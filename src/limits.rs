use crate::error::BitmapError;

/// Resource limits applied while decoding a carrier container.
///
/// All fields default to `None` (no limit).
#[derive(Clone, Debug, Default)]
pub struct Limits {
    pub max_width: Option<u64>,
    pub max_height: Option<u64>,
    /// Maximum pixel count (width * height).
    pub max_pixels: Option<u64>,
    /// Maximum memory bytes for the decoded carrier grid.
    pub max_memory_bytes: Option<u64>,
}

impl Limits {
    /// Check dimensions against limits. Returns Ok(()) or LimitExceeded error.
    pub(crate) fn check(&self, width: u32, height: u32) -> Result<(), BitmapError> {
        if let Some(max_w) = self.max_width {
            if u64::from(width) > max_w {
                return Err(BitmapError::LimitExceeded(format!(
                    "width {width} exceeds limit {max_w}"
                )));
            }
        }
        if let Some(max_h) = self.max_height {
            if u64::from(height) > max_h {
                return Err(BitmapError::LimitExceeded(format!(
                    "height {height} exceeds limit {max_h}"
                )));
            }
        }
        let pixels = u64::from(width) * u64::from(height);
        if let Some(max_px) = self.max_pixels {
            if pixels > max_px {
                return Err(BitmapError::LimitExceeded(format!(
                    "pixel count {pixels} exceeds limit {max_px}"
                )));
            }
        }
        // Every grid is held as RGBA16 regardless of the container's depth.
        if let Some(max_mem) = self.max_memory_bytes {
            let bytes = pixels.saturating_mul(8);
            if bytes > max_mem {
                return Err(BitmapError::LimitExceeded(format!(
                    "allocation {bytes} bytes exceeds memory limit {max_mem}"
                )));
            }
        }
        Ok(())
    }
}

#[cfg(test)]
mod tests {
    use super::*;

    #[test]
    fn default_is_unlimited() {
        assert!(Limits::default().check(u32::MAX, u32::MAX).is_ok());
    }

    #[test]
    fn memory_limit_counts_rgba16() {
        let limits = Limits {
            max_memory_bytes: Some(8 * 100),
            ..Default::default()
        };
        assert!(limits.check(10, 10).is_ok());
        assert!(matches!(
            limits.check(10, 11),
            Err(BitmapError::LimitExceeded(_))
        ));
    }
}
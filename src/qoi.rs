//! QOI carriers via [rapid-qoi](https://crates.io/crates/rapid-qoi).

use enough::Stop;
use rapid_qoi::{Colors, Qoi};
use rgb::RGBA16;

use crate::error::BitmapError;
use crate::grid::{CarrierGrid, ColorEncoding, SampleDepth};
use crate::limits::Limits;

/// 14-byte header plus the 8-byte end marker.
const FRAMING_BYTES: usize = 14 + 8;
/// Longest run a single one-byte QOI op can cover.
const MAX_RUN: u64 = 62;

fn has_alpha(colors: Colors) -> bool {
    matches!(colors, Colors::Rgba | Colors::SrgbLinA)
}

fn encoding(colors: Colors) -> ColorEncoding {
    match colors {
        Colors::Srgb | Colors::SrgbLinA => ColorEncoding::Srgb,
        Colors::Rgb | Colors::Rgba => ColorEncoding::Linear,
    }
}

fn qoi_colors(has_alpha: bool, encoding: ColorEncoding) -> Colors {
    match (has_alpha, encoding) {
        (false, ColorEncoding::Srgb) => Colors::Srgb,
        (true, ColorEncoding::Srgb) => Colors::SrgbLinA,
        (false, ColorEncoding::Linear) => Colors::Rgb,
        (true, ColorEncoding::Linear) => Colors::Rgba,
    }
}

pub(crate) fn decode(
    data: &[u8],
    limits: Option<&Limits>,
    stop: &dyn Stop,
) -> Result<CarrierGrid, BitmapError> {
    let header = Qoi::decode_header(data)
        .map_err(|e| BitmapError::InvalidHeader(format!("QOI: {e:?}")))?;
    if header.width == 0 || header.height == 0 {
        return Err(BitmapError::InvalidHeader(format!(
            "zero dimension {}x{}",
            header.width, header.height
        )));
    }
    if let Some(limits) = limits {
        limits.check(header.width, header.height)?;
    }

    // The decoder sizes its output from the header alone, so the header has
    // to be bounded by the input before it gets that far.
    let too_large = || BitmapError::DimensionsTooLarge {
        width: header.width,
        height: header.height,
    };
    let channels = if has_alpha(header.colors) { 4 } else { 3 };
    let pixel_count = (header.width as usize)
        .checked_mul(header.height as usize)
        .ok_or_else(too_large)?;
    pixel_count.checked_mul(channels).ok_or_else(too_large)?;
    let reachable = (data.len().saturating_sub(FRAMING_BYTES) as u64).saturating_mul(MAX_RUN);
    if pixel_count as u64 > reachable {
        return Err(BitmapError::UnexpectedEof);
    }
    stop.check()?;

    let (qoi, pixels) =
        Qoi::decode_alloc(data).map_err(|e| BitmapError::InvalidData(format!("QOI: {e:?}")))?;
    let alpha = has_alpha(qoi.colors);
    let channels = if alpha { 4 } else { 3 };
    let w = qoi.width as usize;
    let h = qoi.height as usize;
    if pixels.len() < w * h * channels {
        return Err(BitmapError::UnexpectedEof);
    }

    let out = pixels
        .chunks_exact(channels)
        .take(w * h)
        .map(|px| {
            let a = if alpha { px[3] } else { 0xFF };
            RGBA16::new(
                u16::from(px[0]),
                u16::from(px[1]),
                u16::from(px[2]),
                u16::from(a),
            )
        })
        .collect();
    Ok(CarrierGrid::new(out, w, h, SampleDepth::Eight, alpha)
        .with_encoding(encoding(qoi.colors)))
}

pub(crate) fn encode(grid: &CarrierGrid, stop: &dyn Stop) -> Result<Vec<u8>, BitmapError> {
    let width = grid.width() as u32;
    let height = grid.height() as u32;
    if grid.depth() != SampleDepth::Eight {
        return Err(BitmapError::UnsupportedVariant(format!(
            "QOI stores 8-bit samples, grid is {}-bit",
            grid.depth().bits()
        )));
    }
    let colors = qoi_colors(grid.has_alpha(), grid.encoding());
    let channels = if grid.has_alpha() { 4 } else { 3 };

    let mut raw = Vec::with_capacity(grid.width() * grid.height() * channels);
    for (i, px) in grid.pixels().enumerate() {
        if i % grid.width().saturating_mul(16).max(1) == 0 {
            stop.check()?;
        }
        let samples = [px.r as u8, px.g as u8, px.b as u8, px.a as u8];
        raw.extend_from_slice(&samples[..channels]);
    }

    Qoi {
        width,
        height,
        colors,
    }
    .encode_alloc(&raw)
    .map_err(|e| BitmapError::InvalidData(format!("QOI: {e:?}")))
}

#[cfg(test)]
mod tests {
    use super::*;
    use enough::Unstoppable;

    #[test]
    fn roundtrip_rgb_and_rgba() {
        for alpha in [false, true] {
            let grid = CarrierGrid::from_fn(7, 5, SampleDepth::Eight, alpha, |x, y| {
                RGBA16::new((x * 31) as u16, (y * 47) as u16, ((x ^ y) * 13) as u16, 255)
            });
            let encoded = encode(&grid, &Unstoppable).unwrap();
            assert_eq!(&encoded[..4], b"qoif");
            assert_eq!(decode(&encoded, None, &Unstoppable).unwrap(), grid);
        }
    }

    #[test]
    fn garbage_is_a_container_error() {
        assert!(decode(b"qoif\0\0", None, &Unstoppable).is_err());
    }

    fn bare_header(width: u32, height: u32, channels: u8, colorspace: u8) -> Vec<u8> {
        let mut data = b"qoif".to_vec();
        data.extend_from_slice(&width.to_be_bytes());
        data.extend_from_slice(&height.to_be_bytes());
        data.extend_from_slice(&[channels, colorspace]);
        data
    }

    #[test]
    fn overflowing_header_is_rejected() {
        let mut data = bare_header(0x8000_0000, 0x8000_0000, 4, 0);
        data.extend_from_slice(&[0, 0, 0, 0, 0, 0, 0, 1]);
        assert!(matches!(
            decode(&data, None, &Unstoppable),
            Err(BitmapError::DimensionsTooLarge { .. })
        ));
    }

    #[test]
    fn header_larger_than_data_is_rejected() {
        // 100 ops at most 62 pixels each cannot fill 1000x1000.
        let mut data = bare_header(1000, 1000, 3, 0);
        data.extend_from_slice(&[0xFD; 100]);
        data.extend_from_slice(&[0, 0, 0, 0, 0, 0, 0, 1]);
        assert!(matches!(
            decode(&data, None, &Unstoppable),
            Err(BitmapError::UnexpectedEof)
        ));
    }

    #[test]
    fn linear_colorspace_survives_reencode() {
        for alpha in [false, true] {
            let grid = CarrierGrid::from_fn(4, 3, SampleDepth::Eight, alpha, |x, y| {
                RGBA16::new(x as u16, y as u16, 9, 255)
            })
            .with_encoding(ColorEncoding::Linear);
            let encoded = encode(&grid, &Unstoppable).unwrap();
            assert_eq!(encoded[13], 1, "colorspace byte");
            let decoded = decode(&encoded, None, &Unstoppable).unwrap();
            assert_eq!(decoded.encoding(), ColorEncoding::Linear);
            assert_eq!(encode(&decoded, &Unstoppable).unwrap()[13], 1);
        }
    }
}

+-------+

PROBLEM TO SOLVE — Copy down every line of the entries containing the word "SrgbLinA".

EXERCISE RESULT —
    matches!(colors, Colors::Rgba | Colors::SrgbLinA)
        Colors::Srgb | Colors::SrgbLinA => ColorEncoding::Srgb,
        (true, ColorEncoding::Srgb) => Colors::SrgbLinA,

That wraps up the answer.